Since April 2006, Immigration and Customs Enforcement, or ICE, a division of the Department of Homeland Security, has dramatically stepped up its enforcement of deportation orders. Currently 52 teams of agents are tracking down immigrant fugitives or “absconders,” who have orders of deportation. A year ago, 35 teams were doing that work.

By the end of fiscal 2006, total deportations, including voluntary departures and other categories, were up to 186,000, over the previous year’s total of 132,000.

A Chicago Methodist parish has been hosting Elvira Arrellano in its church since August. She has a pending order of deportation but she has said she is unwilling to bring her 8-year-old U.S. son to live in Mexico, a country he doesn’t know.

Arellano said she decided to seek sanctuary in the church as an act of civil disobedience. ICE agents had made no move to arrest her at the church as of May 10.

Father Ruiz said the Catholic hierarchy in New York has neither publicly supported nor opposed the New Sanctuary Movement.

Tod Tamberg, spokesman for the Archdiocese of Los Angeles, said Cardinal Roger M. Mahony is leaving it up to individual pastors to decide whether to participate in the project.

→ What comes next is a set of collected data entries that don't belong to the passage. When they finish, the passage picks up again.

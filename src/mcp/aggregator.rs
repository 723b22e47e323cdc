//! Multi-server tool aggregation
//!
//! Every enabled registry entry is attempted concurrently under two independent
//! ceilings: one for establishing the session, one for listing its tools. Results
//! are merged in registry order, so when two servers expose the same tool name the
//! later entry wins. A failing entry never fails the aggregation.

use async_trait::async_trait;
use futures::future::join_all;
use serde_json::Value;
use std::sync::Arc;
use std::time::Duration;

use super::error::McpError;
use super::types::{CallToolResult, RemoteTool};
use super::registry::{ConnectionConfig, Registry, RegistryEntry};
use super::toolset::ToolSet;

pub const DEFAULT_CONNECT_TIMEOUT: Duration = Duration::from_secs(5);
pub const DEFAULT_TOOLS_TIMEOUT: Duration = Duration::from_secs(3);

/// Opens sessions with tool servers
#[async_trait]
pub trait ToolServerConnector: Send + Sync {
    async fn connect(
        &self,
        config: ConnectionConfig,
    ) -> Result<Arc<dyn ToolServerSession>, McpError>;
}

/// An established session with one tool server
#[async_trait]
pub trait ToolServerSession: Send + Sync {
    fn name(&self) -> &str;

    async fn list_tools(&self) -> Result<Vec<RemoteTool>, McpError>;

    async fn call_tool(&self, name: &str, arguments: Value) -> Result<CallToolResult, McpError>;
}

#[derive(Debug, Clone, Copy, PartialEq, Eq)]
pub struct AggregatorConfig {
    pub connect_timeout: Duration,
    pub tools_timeout: Duration,
}

impl Default for AggregatorConfig {
    fn default() -> Self {
        Self {
            connect_timeout: DEFAULT_CONNECT_TIMEOUT,
            tools_timeout: DEFAULT_TOOLS_TIMEOUT,
        }
    }
}

/// Tools and open sessions for one request; dropping it closes the sessions
#[derive(Default)]
pub struct Aggregation {
    pub tools: ToolSet,
    pub connections: Vec<Arc<dyn ToolServerSession>>,
}

impl Aggregation {
    pub fn connection_names(&self) -> Vec<&str> {
        self.connections.iter().map(|c| c.name()).collect()
    }
}

/// Terminal state of one registry entry
enum EntryOutcome {
    Disabled,
    MissingUrl,
    ConnectFailed,
    ConnectTimedOut,
    Connected {
        session: Arc<dyn ToolServerSession>,
        tools: Vec<RemoteTool>,
    },
}

pub struct ToolServerAggregator {
    connector: Arc<dyn ToolServerConnector>,
    config: AggregatorConfig,
}

impl ToolServerAggregator {
    pub fn new(connector: Arc<dyn ToolServerConnector>, config: AggregatorConfig) -> Self {
        Self { connector, config }
    }

    pub fn config(&self) -> AggregatorConfig {
        self.config
    }

    /// Connect to every enabled server and merge the tools they advertise
    pub async fn aggregate(&self, registry: &Registry) -> Aggregation {
        let outcomes = join_all(registry.entries().iter().map(|entry| self.attempt(entry))).await;

        let mut aggregation = Aggregation::default();

        for (entry, outcome) in registry.entries().iter().zip(outcomes) {
            let EntryOutcome::Connected { session, tools } = outcome else {
                continue;
            };

            for tool in tools {
                let tool_name = tool.name.clone();
                let previous = aggregation.tools.insert(&entry.name, tool, session.clone());
                if let Some(previous) = previous {
                    tracing::debug!(
                        tool = %tool_name,
                        previous = %previous.server,
                        server = %entry.name,
                        "tool replaced by later registry entry"
                    );
                }
            }
            aggregation.connections.push(session);
        }

        tracing::info!(
            connections = aggregation.connections.len(),
            tools = aggregation.tools.len(),
            "MCP aggregation complete"
        );

        aggregation
    }

    async fn attempt(&self, entry: &RegistryEntry) -> EntryOutcome {
        let name = entry.name.as_str();

        if !entry.config.enabled {
            tracing::info!(server = %name, "MCP server disabled, skipping");
            return EntryOutcome::Disabled;
        }

        if entry.config.url.trim().is_empty() {
            tracing::warn!(server = %name, "MCP server has no URL configured, skipping");
            return EntryOutcome::MissingUrl;
        }

        let connect = self.connector.connect(entry.connection_config());
        let session = match tokio::time::timeout(self.config.connect_timeout, connect).await {
            Ok(Ok(session)) => session,
            Ok(Err(e)) => {
                tracing::error!(server = %name, error = %e, "failed to connect to MCP server");
                return EntryOutcome::ConnectFailed;
            }
            Err(_) => {
                tracing::error!(
                    server = %name,
                    timeout_ms = self.config.connect_timeout.as_millis() as u64,
                    "connection to MCP server timed out"
                );
                return EntryOutcome::ConnectTimedOut;
            }
        };

        let listing = tokio::time::timeout(self.config.tools_timeout, session.list_tools()).await;
        let tools = match listing {
            Ok(Ok(tools)) => {
                tracing::info!(server = %name, tools = tools.len(), "connected to MCP server");
                tools
            }
            Ok(Err(e)) => {
                tracing::error!(
                    server = %name,
                    error = %e,
                    "failed to retrieve tools from MCP server"
                );
                Vec::new()
            }
            Err(_) => {
                tracing::error!(
                    server = %name,
                    timeout_ms = self.config.tools_timeout.as_millis() as u64,
                    "tools retrieval from MCP server timed out"
                );
                Vec::new()
            }
        };

        EntryOutcome::Connected { session, tools }
    }
}
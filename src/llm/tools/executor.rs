//! Tool executor trait

use async_trait::async_trait;
use thiserror::Error;

/// Ways a tool call can go wrong
#[derive(Debug, Clone, PartialEq, Eq, Error)]
pub enum ToolError {
    /// The tool ran and reported an error result; the model gets to see it
    #[error("{0}")]
    Reported(String),

    /// The tool could not be executed at all; generation is aborted
    #[error("tool '{name}' failed: {message}")]
    Failed { name: String, message: String },
}

/// Trait for executing tool calls from the LLM
///
/// Implementations handle the actual execution of tools requested by the LLM. The
/// trait accepts the tool use ID, function name, and arguments as a JSON value, and
/// returns the rendered result text.
#[async_trait]
pub trait ToolExecutor: Send + Sync {
    /// Execute a tool call
    ///
    /// # Arguments
    ///
    /// * `tool_use_id` - Unique identifier for this tool invocation
    /// * `name` - Name of the tool to execute
    /// * `arguments` - Tool arguments as a JSON value
    async fn execute(
        &self,
        tool_use_id: String,
        name: String,
        arguments: serde_json::Value,
    ) -> Result<String, ToolError>;
}
//! OpenAI provider implementation
//!
//! This module provides a streaming client for the OpenAI Chat Completions API.
//! Any endpoint speaking the same protocol works through `OPENAI_BASE_URL`.

pub mod client;
pub mod mapper;
pub mod sse;
pub mod types;

// Re-export commonly used types
pub use client::OpenAiClient;
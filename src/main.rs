use toolrelay::config::AppConfig;
use toolrelay::mcp::Registry;
use toolrelay::routes::configure_routes;
use toolrelay::state::AppState;
use tracing_subscriber::layer::SubscriberExt;
use tracing_subscriber::util::SubscriberInitExt;
use tracing_subscriber::EnvFilter;

#[tokio::main]
async fn main() {
    dotenvy::dotenv().ok();

    let filter =
        EnvFilter::try_from_default_env().unwrap_or_else(|_| EnvFilter::new("toolrelay=info"));

    tracing_subscriber::registry()
        .with(filter)
        .with(tracing_subscriber::fmt::layer())
        .init();

    let config = match AppConfig::from_env() {
        Ok(config) => config,
        Err(e) => {
            tracing::error!(error = %e, "invalid configuration");
            std::process::exit(1);
        }
    };

    let registry = Registry::load(&config.registry_path);

    let state = match AppState::from_config(&config, registry) {
        Ok(state) => state,
        Err(e) => {
            tracing::error!(error = %e, "failed to initialize the model provider");
            std::process::exit(1);
        }
    };

    tracing::info!(
        addr = %config.bind_addr,
        model = %config.openai.model,
        registry = %config.registry_path.display(),
        "starting server"
    );
    warp::serve(configure_routes(state)).run(config.bind_addr).await;
}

The Web site for the organization, www.newsanctuarymovement.org, features on its main page a reference to Cardinal Mahony’s announcement in 2006 that he would instruct his priests and employees to disregard sections of a then-pending immigration bill if it were to pass. The bill, which passed the House but could not be reconciled with a vastly different Senate bill, included a provision to make it a felony to provide aid to illegal immigrants, including humanitarian or economic assistance.